More than a thousand people have seen stressful hospital trips for cancer treatment eliminated in the past year by a mobile cancer care unit.

Nestled inside a Mercedes Antos lorry, Amara tours the county four days a week delivering life-saving cancer treatments to up four patients at a time, preventing patients with long round-trips to the hospital from visiting for their chemotherapy.

Since its launch a year ago, the unit has treated more than 1,000 people on its visits to supermarket car parks in Fakenham, Attleborough, Beccles and Dereham.

It is run as a partnership between Hope for Tomorrow and the NNUH hospital charity, with staff from the hospital's Weybourne suite driven around the county by former firefighter Jack Russell.

Mr Russell said: "It fills me with a great deal of pride to help so many people - we get to know the patients and they get to know me.

"After I retired as a firefighter I worked as a black cab driver for a while and I couldn't stand working on my own - now I love being part of a team again and knowing that I am making a difference."

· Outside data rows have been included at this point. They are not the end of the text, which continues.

use eframe::egui;

use super::help::draw_help_window;
use super::properties::draw_sanity_window;
use super::{EditorApp, Tool, tool_button};
use crate::render::{PainterSurface, draw_background, draw_diagram, draw_rubber_band};
use crate::sanity;

impl eframe::App for EditorApp {
    fn update(&mut self, ctx: &egui::Context, _frame: &mut eframe::Frame) {
        self.handle_shortcuts(ctx);
        let diagnostics = sanity::check_diagram(&self.diagram);

        egui::TopBottomPanel::top("top_bar").show(ctx, |ui| {
            egui::menu::bar(ui, |ui| {
                ui.menu_button("File", |ui| {
                    if ui.button("New").clicked() {
                        self.new_diagram();
                        ui.close_menu();
                    }
                    if ui.button("Open... (⌘O)").clicked() {
                        self.open_json_dialog();
                        ui.close_menu();
                    }
                    if ui.button("Save JSON... (⌘S)").clicked() {
                        self.save_json_dialog();
                        ui.close_menu();
                    }
                    if ui.button("Export SVG... (⌘⇧S)").clicked() {
                        self.save_svg_dialog();
                        ui.close_menu();
                    }
                    ui.separator();
                    ui.label("Quick save paths:");
                    ui.small("JSON:");
                    if ui.text_edit_singleline(&mut self.settings.file_path).lost_focus() {
                        self.persist_settings();
                    }
                    ui.horizontal(|ui| {
                        if ui.button("Save").clicked() {
                            self.save_to_path();
                            ui.close_menu();
                        }
                        if ui.button("Load").clicked() {
                            self.load_from_path();
                            ui.close_menu();
                        }
                    });
                    ui.small("SVG:");
                    if ui.text_edit_singleline(&mut self.settings.svg_path).lost_focus() {
                        self.persist_settings();
                    }
                    if ui.button("Export").clicked() {
                        self.save_svg_to_path();
                        ui.close_menu();
                    }
                });
                ui.menu_button("Edit", |ui| {
                    if ui
                        .add_enabled(self.history.can_undo(), egui::Button::new("Undo (⌘Z)"))
                        .clicked()
                    {
                        self.undo();
                        ui.close_menu();
                    }
                    if ui
                        .add_enabled(self.history.can_redo(), egui::Button::new("Redo (⌘⇧Z)"))
                        .clicked()
                    {
                        self.redo();
                        ui.close_menu();
                    }
                    ui.separator();
                    if ui.button("Select All (⌘A)").clicked() {
                        self.select_all();
                        ui.close_menu();
                    }
                    if ui
                        .add_enabled(!self.selection.is_empty(), egui::Button::new("Delete"))
                        .clicked()
                    {
                        self.delete_selected();
                        ui.close_menu();
                    }
                });
                ui.menu_button("View", |ui| {
                    if ui.button("Zoom In").clicked() {
                        self.view.zoom = (self.view.zoom * 1.25).min(8.0);
                        ui.close_menu();
                    }
                    if ui.button("Zoom Out").clicked() {
                        self.view.zoom = (self.view.zoom / 1.25).max(0.1);
                        ui.close_menu();
                    }
                    if ui.button("Reset Zoom (100%)").clicked() {
                        self.view.zoom = 1.0;
                        ui.close_menu();
                    }
                    if ui.button("Reset Pan").clicked() {
                        self.view.pan_screen = egui::Vec2::ZERO;
                        ui.close_menu();
                    }
                    if ui.button("Sanity Check").clicked() {
                        self.show_sanity = true;
                        ui.close_menu();
                    }
                    ui.separator();
                    if ui
                        .checkbox(&mut self.settings.show_touch_bounds, "Show touch areas")
                        .changed()
                    {
                        self.persist_settings();
                    }
                    ui.horizontal(|ui| {
                        ui.label("Grid:");
                        if ui
                            .add(
                                egui::DragValue::new(&mut self.settings.grid_size)
                                    .range(8.0..=256.0)
                                    .speed(1.0),
                            )
                            .changed()
                        {
                            self.persist_settings();
                        }
                    });
                });
                ui.menu_button("Help", |ui| {
                    if ui.button("Show Help (F1)").clicked() {
                        self.show_help = true;
                        ui.close_menu();
                    }
                    if ui.button("Reload Settings").clicked() {
                        self.reload_settings();
                        ui.close_menu();
                    }
                });
                ui.separator();
                tool_button(ui, "⬚ Select", Tool::Select, &mut self.tool);
                tool_button(ui, "▭ Class", Tool::Class, &mut self.tool);
                tool_button(ui, "⌇ Association", Tool::Association, &mut self.tool);
                tool_button(ui, "✋ Pan", Tool::Pan, &mut self.tool);
            });
        });

        egui::TopBottomPanel::bottom("status_bar").show(ctx, |ui| {
            ui.horizontal(|ui| {
                match &self.status {
                    Some(status) => ui.label(status),
                    None => ui.label("Ready"),
                };
                ui.with_layout(egui::Layout::right_to_left(egui::Align::Center), |ui| {
                    ui.label(format!("Zoom: {:.0}%", self.view.zoom * 100.0));
                    ui.separator();
                    if ui
                        .link(format!("Issues: {}", diagnostics.len()))
                        .clicked()
                    {
                        self.show_sanity = true;
                    }
                    ui.separator();
                    ui.label(format!("Objects: {}", self.diagram.elements().len()));
                    ui.separator();
                    ui.label(format!("Selected: {}", self.selection.len()));
                    ui.separator();
                    ui.label(self.tool.label());
                });
            });
        });

        self.draw_properties_panel(ctx);

        egui::CentralPanel::default().show(ctx, |ui| {
            let (rect, response) =
                ui.allocate_exact_size(ui.available_size(), egui::Sense::click_and_drag());
            self.handle_canvas(ctx, rect, &response);

            let painter = ui.painter_at(rect);
            draw_background(&painter, rect, &self.view, self.settings.grid_size);
            let mut surface = PainterSurface::new(&painter, self.view, rect.min);
            let selection = &self.selection;
            draw_diagram(
                &mut surface,
                &self.diagram,
                &|item| selection.is_selected(item),
                self.settings.show_touch_bounds,
            );
            if let Some(band) = self.selection.rubber_band() {
                draw_rubber_band(&mut surface, band);
            }
        });

        draw_help_window(ctx, &mut self.show_help);
        draw_sanity_window(ctx, &mut self.show_sanity, &diagnostics);

        // A whole pointer gesture is one undo step.
        if !self.selection.is_pointer_down() {
            // Node ids are only held by the selection, so an empty one may renumber them.
            if self.selection.is_empty() {
                self.diagram.compact_chains();
            }
            self.history.settle(&self.diagram);
        }
    }
}

impl EditorApp {
    fn handle_shortcuts(&mut self, ctx: &egui::Context) {
        let wants_keyboard = ctx.wants_keyboard_input();
        ctx.input_mut(|i| {
            if i.consume_key(egui::Modifiers::COMMAND | egui::Modifiers::SHIFT, egui::Key::S) {
                self.save_svg_dialog();
            }
            if i.consume_key(egui::Modifiers::COMMAND, egui::Key::S) {
                self.save_json_dialog();
            }
            if i.consume_key(egui::Modifiers::COMMAND, egui::Key::O) {
                self.open_json_dialog();
            }
            if i.consume_key(egui::Modifiers::NONE, egui::Key::F1) {
                self.show_help = true;
            }
            if wants_keyboard {
                return;
            }
            if i.consume_key(egui::Modifiers::COMMAND | egui::Modifiers::SHIFT, egui::Key::Z)
                || i.consume_key(egui::Modifiers::COMMAND, egui::Key::Y)
            {
                self.redo();
            } else if i.consume_key(egui::Modifiers::COMMAND, egui::Key::Z) {
                self.undo();
            }
            if i.consume_key(egui::Modifiers::COMMAND, egui::Key::A) {
                self.select_all();
            }
            if i.consume_key(egui::Modifiers::NONE, egui::Key::Escape) {
                self.tool = Tool::Select;
                self.tool_before_pan = None;
                self.selection.clear();
            }
            if i.consume_key(egui::Modifiers::NONE, egui::Key::Delete)
                || i.consume_key(egui::Modifiers::NONE, egui::Key::Backspace)
            {
                self.delete_selected();
            }
            if i.consume_key(egui::Modifiers::NONE, egui::Key::V) {
                self.tool = Tool::Select;
            }
            if i.consume_key(egui::Modifiers::NONE, egui::Key::C) {
                self.tool = Tool::Class;
            }
            if i.consume_key(egui::Modifiers::NONE, egui::Key::A) {
                self.tool = Tool::Association;
            }
        });
    }

    fn handle_canvas(&mut self, ctx: &egui::Context, rect: egui::Rect, response: &egui::Response) {
        let origin = rect.min;

        // The release may have happened outside the window or after focus was lost.
        let primary_down = ctx.input(|i| i.pointer.primary_down());
        self.selection.release_if_button_up(&mut self.diagram, primary_down);

        let space_down =
            ctx.input(|i| i.key_down(egui::Key::Space)) && !ctx.wants_keyboard_input();
        if space_down {
            if self.tool_before_pan.is_none() {
                self.tool_before_pan = Some(self.tool);
                self.tool = Tool::Pan;
            }
        } else if let Some(prev) = self.tool_before_pan.take() {
            if self.tool == Tool::Pan {
                self.tool = prev;
            }
        }

        let scroll_delta = ctx.input(|i| i.raw_scroll_delta.y);
        if scroll_delta.abs() > 0.0 {
            if let Some(hover_pos) = ctx.input(|i| i.pointer.hover_pos()) {
                if rect.contains(hover_pos) {
                    let zoom_delta = (1.0 + scroll_delta * 0.001).clamp(0.8, 1.25);
                    self.view.zoom_about_screen_point(origin, hover_pos, zoom_delta);
                }
            }
        }

        if self.tool == Tool::Pan {
            if response.dragged() {
                self.view.pan_screen += response.drag_delta();
            }
            return;
        }

        let Some(pointer) = ctx.input(|i| i.pointer.interact_pos()) else {
            return;
        };
        let world = self.view.screen_to_world(origin, pointer);
        let (pressed, released, delta, multi) = ctx.input(|i| {
            (
                i.pointer.primary_pressed(),
                i.pointer.primary_released(),
                i.pointer.delta(),
                i.modifiers.shift || i.modifiers.command,
            )
        });
        let pressed = pressed && response.hovered();

        match self.tool {
            Tool::Select => {
                if pressed {
                    self.selection
                        .pointer_down(&mut self.diagram, world, multi, &mut self.history);
                }
                if delta != egui::Vec2::ZERO && self.selection.is_pointer_down() {
                    self.selection.pointer_move(
                        &mut self.diagram,
                        world,
                        delta / self.view.zoom,
                        &mut self.history,
                    );
                }
                if released {
                    self.selection.pointer_up(&mut self.diagram, world);
                }
            }
            Tool::Class if pressed => {
                self.place_class(world);
                self.tool = Tool::Select;
            }
            Tool::Association if pressed => {
                self.place_association(world);
                self.tool = Tool::Select;
            }
            _ => {}
        }
    }
}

Ruth Lightening, deputy sister of the Weybourne Day Unit, who works on Amara, said: "It is so amazing to hear all the great feedback we have had from patients about how much of a difference it has made.

"Patients have told me how stressful they'd find driving in - how they'd lose a whole day coming to hospital and the worry that it caused.

"They already have enough to worry about as it is."

Tina Seymour, chief executive for Hope for Tomorrow, said: “We are really proud to have been able to provide a Mobile Cancer Care Unit to NNUH and to enable their amazing team to take their cancer care into the heart of their communities. We look forward to working with them for many years to continue this incredible service.”

The unit was donated by the Mark Master Masons of Gloucestershire and Herefordshire and named after the wife of 73-year-old mason John Gillo.

He said: "She would have been delighted to know something named after her has made such a difference."

'A real life-saver'

Ann Leigh, from Swanton Novers, near Holt, was treated for around nine months on the unit in Fakenham and described it as "a real life-saver".

Previously, she was required to make a 50-mile round trip to receive her treatment at the hospital, a trip she grew to dread.

She said: "When you are already weakened by the treatment it made things even more difficult - I would lose sleep the night before worrying about having to make the journey.

"Fakenham though was so much easier and having the unit took away so much of the hassle and anxiety.

"The staff were always really lovely and I got to know the driver really well too."

The 77-year-old is now able to receive her treatment in Cromer, but said she remains eternally grateful to the impact the mobile unit had for her.

She added: "Suddenly, instead of my treatment being an ordeal it had become 'no big deal' at all. I felt like I was just popping down the road, as if I were just going down the shops."